### [Assignment]
Every line of the records below that holds the word "reader" should be copied out.

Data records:
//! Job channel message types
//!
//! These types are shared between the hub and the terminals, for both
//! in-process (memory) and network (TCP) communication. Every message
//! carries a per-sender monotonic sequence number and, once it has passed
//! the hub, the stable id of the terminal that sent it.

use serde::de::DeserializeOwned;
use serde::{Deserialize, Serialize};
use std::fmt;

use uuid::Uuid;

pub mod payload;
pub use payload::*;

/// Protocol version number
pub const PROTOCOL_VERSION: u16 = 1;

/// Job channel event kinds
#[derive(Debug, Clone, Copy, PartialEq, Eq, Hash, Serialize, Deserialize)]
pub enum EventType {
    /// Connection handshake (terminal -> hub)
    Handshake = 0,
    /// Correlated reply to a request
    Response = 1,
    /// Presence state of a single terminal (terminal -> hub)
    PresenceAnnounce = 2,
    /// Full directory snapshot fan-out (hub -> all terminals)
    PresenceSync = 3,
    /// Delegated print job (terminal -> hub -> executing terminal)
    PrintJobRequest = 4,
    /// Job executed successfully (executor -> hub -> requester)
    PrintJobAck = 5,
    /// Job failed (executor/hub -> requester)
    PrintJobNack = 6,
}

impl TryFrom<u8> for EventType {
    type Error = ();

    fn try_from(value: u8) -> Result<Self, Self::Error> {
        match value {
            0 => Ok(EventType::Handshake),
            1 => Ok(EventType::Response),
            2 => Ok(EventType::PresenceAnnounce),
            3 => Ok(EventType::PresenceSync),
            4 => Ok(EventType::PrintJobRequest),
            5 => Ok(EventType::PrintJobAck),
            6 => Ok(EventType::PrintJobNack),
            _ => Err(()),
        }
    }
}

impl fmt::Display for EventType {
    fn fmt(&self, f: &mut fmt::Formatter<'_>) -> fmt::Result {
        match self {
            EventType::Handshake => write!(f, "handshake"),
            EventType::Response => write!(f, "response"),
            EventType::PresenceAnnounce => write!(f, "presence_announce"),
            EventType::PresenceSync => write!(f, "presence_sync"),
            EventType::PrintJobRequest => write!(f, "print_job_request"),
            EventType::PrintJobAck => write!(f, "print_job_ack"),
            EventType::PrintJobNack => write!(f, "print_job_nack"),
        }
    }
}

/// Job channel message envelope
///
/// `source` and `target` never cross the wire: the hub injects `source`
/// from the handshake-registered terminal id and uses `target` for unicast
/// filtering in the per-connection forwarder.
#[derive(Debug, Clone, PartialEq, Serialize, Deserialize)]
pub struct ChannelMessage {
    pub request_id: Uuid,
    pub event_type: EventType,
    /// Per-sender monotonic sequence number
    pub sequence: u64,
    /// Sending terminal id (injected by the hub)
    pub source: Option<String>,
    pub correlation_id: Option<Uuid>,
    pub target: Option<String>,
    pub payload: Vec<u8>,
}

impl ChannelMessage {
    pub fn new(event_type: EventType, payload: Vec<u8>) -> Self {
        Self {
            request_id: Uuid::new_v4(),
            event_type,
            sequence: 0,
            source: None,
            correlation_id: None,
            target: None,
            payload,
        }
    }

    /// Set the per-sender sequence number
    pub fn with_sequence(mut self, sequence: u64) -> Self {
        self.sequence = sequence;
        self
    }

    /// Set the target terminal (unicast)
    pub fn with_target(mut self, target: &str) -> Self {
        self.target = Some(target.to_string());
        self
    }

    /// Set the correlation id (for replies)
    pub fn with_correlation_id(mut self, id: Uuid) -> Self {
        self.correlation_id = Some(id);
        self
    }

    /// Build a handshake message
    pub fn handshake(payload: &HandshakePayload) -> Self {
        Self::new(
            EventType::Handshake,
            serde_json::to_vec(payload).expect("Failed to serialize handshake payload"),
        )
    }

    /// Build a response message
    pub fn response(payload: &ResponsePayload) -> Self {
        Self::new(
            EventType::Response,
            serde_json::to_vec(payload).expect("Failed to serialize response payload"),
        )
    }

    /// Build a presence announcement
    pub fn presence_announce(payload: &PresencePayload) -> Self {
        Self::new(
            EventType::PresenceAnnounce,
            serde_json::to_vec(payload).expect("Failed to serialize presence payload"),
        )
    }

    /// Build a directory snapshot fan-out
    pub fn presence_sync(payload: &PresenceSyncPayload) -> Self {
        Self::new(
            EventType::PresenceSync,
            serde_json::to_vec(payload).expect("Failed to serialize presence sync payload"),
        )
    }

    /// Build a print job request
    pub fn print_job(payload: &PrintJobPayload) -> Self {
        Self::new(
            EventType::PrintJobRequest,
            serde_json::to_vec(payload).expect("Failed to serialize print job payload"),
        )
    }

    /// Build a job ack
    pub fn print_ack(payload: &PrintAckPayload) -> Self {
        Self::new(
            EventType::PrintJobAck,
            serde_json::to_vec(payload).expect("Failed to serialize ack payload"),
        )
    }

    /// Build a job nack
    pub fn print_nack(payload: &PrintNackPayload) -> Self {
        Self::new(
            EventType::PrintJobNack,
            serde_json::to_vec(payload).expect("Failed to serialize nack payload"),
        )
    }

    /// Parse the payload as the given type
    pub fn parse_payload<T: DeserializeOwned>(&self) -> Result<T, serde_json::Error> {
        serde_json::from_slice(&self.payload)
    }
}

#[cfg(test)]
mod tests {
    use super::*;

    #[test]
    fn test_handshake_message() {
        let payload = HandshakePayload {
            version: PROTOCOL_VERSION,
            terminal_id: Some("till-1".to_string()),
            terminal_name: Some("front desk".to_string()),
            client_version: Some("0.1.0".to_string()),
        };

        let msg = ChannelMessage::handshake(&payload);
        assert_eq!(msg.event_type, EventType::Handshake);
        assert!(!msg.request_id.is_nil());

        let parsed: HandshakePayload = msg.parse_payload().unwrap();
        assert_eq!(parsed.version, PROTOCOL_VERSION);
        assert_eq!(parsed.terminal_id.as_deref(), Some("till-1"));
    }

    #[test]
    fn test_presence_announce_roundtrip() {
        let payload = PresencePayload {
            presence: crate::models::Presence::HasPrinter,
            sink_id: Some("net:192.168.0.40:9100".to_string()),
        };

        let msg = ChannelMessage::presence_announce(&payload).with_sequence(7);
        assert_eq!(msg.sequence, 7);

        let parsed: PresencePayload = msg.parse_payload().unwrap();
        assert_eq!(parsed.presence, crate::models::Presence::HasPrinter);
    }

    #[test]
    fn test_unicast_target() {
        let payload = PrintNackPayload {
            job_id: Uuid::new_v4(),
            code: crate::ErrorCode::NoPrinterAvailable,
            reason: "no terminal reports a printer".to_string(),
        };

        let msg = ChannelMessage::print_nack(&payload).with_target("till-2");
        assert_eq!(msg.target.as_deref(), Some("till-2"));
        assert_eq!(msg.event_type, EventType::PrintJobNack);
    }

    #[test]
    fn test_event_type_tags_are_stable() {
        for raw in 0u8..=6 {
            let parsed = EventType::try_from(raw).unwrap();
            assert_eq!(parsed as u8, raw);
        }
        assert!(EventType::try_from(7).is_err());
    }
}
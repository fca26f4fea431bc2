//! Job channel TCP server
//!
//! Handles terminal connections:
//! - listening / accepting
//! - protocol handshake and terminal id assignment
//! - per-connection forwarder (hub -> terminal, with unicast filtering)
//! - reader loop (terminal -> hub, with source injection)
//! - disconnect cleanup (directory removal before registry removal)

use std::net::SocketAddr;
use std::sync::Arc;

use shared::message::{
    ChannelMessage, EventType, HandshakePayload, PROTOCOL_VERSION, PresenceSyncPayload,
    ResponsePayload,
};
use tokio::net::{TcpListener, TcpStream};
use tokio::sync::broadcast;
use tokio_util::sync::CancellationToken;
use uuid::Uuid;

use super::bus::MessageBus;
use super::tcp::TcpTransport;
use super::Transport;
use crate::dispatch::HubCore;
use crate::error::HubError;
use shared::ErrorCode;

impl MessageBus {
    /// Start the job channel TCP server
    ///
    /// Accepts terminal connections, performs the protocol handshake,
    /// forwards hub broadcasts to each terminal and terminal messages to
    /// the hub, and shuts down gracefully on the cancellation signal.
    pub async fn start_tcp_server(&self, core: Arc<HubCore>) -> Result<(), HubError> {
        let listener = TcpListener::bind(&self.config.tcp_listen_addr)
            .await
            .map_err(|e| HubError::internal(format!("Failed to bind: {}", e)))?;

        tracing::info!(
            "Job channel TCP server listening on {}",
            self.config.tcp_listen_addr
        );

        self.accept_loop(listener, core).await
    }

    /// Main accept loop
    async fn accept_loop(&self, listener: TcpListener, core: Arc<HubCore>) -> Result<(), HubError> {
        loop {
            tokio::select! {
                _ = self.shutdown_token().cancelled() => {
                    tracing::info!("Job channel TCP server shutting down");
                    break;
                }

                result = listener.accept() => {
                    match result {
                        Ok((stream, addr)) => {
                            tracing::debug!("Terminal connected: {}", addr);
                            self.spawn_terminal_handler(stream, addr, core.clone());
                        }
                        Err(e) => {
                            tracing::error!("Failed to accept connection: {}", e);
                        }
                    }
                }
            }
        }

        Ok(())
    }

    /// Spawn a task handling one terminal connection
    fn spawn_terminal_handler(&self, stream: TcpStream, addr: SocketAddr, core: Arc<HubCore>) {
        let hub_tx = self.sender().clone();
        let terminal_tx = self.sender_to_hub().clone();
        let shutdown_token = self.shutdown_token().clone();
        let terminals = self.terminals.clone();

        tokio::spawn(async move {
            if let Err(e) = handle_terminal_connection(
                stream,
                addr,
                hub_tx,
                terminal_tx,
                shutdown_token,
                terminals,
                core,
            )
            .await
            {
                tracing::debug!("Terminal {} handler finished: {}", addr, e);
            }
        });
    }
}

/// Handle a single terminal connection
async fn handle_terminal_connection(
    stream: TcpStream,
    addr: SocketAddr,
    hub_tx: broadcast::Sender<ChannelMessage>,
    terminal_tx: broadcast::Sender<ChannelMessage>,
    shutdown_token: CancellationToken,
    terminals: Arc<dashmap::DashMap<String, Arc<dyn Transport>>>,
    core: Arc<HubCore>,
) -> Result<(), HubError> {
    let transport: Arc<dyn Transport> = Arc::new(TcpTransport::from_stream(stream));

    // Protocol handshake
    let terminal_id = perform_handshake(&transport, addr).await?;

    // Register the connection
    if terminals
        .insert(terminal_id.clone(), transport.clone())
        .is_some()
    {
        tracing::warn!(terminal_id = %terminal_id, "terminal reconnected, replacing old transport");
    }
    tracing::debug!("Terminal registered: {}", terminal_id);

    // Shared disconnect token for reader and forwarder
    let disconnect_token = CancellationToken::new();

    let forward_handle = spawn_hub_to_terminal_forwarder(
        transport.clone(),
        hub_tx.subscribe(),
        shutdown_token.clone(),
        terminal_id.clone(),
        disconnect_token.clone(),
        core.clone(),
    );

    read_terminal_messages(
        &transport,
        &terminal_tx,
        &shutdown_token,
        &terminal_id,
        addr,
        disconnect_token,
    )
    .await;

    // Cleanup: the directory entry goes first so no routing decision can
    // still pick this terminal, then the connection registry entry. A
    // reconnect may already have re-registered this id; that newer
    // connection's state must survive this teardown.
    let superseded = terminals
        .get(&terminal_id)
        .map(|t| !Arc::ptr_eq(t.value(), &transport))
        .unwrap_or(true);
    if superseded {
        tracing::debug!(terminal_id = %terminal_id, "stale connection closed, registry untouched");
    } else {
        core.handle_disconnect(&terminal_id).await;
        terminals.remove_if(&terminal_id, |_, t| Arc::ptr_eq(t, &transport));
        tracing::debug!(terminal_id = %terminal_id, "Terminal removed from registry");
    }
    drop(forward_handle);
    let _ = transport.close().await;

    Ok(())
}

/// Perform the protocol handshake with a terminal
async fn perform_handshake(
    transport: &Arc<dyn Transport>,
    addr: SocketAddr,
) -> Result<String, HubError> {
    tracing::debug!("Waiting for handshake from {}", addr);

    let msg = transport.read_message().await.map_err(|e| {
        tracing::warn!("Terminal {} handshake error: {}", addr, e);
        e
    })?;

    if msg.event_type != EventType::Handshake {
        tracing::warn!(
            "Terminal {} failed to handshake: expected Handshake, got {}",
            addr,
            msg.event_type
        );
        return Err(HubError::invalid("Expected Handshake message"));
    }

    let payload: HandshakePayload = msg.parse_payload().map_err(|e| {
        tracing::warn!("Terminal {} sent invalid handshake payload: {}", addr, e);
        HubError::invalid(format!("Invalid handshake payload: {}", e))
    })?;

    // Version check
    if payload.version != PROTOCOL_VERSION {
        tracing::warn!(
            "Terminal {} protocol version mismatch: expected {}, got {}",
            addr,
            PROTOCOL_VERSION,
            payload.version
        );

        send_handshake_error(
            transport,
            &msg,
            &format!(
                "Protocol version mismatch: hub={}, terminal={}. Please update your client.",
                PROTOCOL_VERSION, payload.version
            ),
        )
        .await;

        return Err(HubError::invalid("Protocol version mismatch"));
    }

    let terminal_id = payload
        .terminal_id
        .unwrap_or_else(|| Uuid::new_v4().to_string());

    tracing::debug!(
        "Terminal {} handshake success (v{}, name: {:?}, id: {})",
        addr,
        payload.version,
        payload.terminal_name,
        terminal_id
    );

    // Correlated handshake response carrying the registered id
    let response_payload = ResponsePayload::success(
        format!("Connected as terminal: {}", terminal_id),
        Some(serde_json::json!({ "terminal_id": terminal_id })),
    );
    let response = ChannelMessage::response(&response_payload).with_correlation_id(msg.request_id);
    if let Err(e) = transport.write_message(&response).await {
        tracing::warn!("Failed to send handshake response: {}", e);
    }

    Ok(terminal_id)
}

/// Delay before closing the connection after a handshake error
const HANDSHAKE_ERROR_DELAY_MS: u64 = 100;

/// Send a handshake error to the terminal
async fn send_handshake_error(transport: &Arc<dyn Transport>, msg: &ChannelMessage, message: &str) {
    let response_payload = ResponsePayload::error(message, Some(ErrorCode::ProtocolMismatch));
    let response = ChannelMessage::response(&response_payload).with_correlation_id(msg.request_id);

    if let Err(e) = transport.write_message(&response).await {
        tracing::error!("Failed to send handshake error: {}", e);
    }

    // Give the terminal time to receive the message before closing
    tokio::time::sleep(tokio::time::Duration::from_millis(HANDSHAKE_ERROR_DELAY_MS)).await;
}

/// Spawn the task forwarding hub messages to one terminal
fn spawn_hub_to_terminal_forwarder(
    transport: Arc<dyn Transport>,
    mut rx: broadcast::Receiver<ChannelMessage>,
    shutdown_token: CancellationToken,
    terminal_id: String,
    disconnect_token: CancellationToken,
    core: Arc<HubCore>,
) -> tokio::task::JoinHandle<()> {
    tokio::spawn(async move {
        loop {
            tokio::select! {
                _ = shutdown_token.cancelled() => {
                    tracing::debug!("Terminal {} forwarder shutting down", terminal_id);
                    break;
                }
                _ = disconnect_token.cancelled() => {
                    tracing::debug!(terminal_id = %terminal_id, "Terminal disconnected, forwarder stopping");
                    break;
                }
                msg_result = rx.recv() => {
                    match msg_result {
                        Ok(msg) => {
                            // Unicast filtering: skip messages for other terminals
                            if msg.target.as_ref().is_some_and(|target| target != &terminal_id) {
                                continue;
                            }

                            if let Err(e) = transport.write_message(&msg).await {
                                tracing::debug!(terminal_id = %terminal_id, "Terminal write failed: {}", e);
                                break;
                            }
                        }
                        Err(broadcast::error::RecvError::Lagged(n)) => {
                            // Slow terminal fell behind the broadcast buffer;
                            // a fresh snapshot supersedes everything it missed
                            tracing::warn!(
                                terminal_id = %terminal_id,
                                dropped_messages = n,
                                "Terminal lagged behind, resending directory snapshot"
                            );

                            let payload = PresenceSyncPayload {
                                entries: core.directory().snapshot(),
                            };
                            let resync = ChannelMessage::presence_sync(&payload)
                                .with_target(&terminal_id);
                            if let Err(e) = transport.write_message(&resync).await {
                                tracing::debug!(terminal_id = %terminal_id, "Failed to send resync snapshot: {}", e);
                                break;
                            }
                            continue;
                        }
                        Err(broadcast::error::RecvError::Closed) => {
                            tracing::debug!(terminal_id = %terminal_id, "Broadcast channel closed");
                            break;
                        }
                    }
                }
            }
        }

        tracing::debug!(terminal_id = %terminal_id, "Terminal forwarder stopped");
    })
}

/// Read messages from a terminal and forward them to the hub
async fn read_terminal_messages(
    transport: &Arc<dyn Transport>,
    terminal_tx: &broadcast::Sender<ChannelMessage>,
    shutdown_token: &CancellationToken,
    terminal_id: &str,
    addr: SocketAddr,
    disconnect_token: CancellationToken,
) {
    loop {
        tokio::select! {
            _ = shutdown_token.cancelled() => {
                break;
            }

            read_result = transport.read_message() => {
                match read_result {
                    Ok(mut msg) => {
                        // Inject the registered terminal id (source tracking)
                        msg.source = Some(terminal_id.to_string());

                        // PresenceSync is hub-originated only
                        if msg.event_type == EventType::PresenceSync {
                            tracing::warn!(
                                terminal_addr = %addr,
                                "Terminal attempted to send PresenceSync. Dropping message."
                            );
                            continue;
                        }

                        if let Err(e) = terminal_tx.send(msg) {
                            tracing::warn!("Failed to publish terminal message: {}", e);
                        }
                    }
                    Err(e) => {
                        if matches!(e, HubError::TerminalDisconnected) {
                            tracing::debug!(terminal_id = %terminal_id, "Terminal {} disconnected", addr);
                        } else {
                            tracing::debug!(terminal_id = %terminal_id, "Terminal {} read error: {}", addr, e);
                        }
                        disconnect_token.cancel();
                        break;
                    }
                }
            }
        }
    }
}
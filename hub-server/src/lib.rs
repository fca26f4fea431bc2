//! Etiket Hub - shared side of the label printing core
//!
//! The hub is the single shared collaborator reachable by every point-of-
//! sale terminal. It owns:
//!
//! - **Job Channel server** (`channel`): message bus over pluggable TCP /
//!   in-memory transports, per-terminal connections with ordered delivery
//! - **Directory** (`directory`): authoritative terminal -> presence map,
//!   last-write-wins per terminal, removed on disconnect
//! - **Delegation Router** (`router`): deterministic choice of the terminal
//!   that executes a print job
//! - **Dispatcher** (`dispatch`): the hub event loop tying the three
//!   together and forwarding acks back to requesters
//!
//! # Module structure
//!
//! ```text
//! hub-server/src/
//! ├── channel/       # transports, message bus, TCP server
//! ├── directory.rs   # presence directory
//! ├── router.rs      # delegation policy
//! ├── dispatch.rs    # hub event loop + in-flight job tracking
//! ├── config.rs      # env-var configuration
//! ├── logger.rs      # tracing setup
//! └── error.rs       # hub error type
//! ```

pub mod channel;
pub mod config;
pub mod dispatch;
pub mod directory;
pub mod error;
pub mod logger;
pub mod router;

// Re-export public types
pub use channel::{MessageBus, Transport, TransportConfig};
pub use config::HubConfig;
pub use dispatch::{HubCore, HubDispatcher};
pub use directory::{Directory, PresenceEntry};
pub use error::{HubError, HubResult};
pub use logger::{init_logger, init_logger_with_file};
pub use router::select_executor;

### [Task solution]
//! - reader loop (terminal -> hub, with source injection)
    // Shared disconnect token for reader and forwarder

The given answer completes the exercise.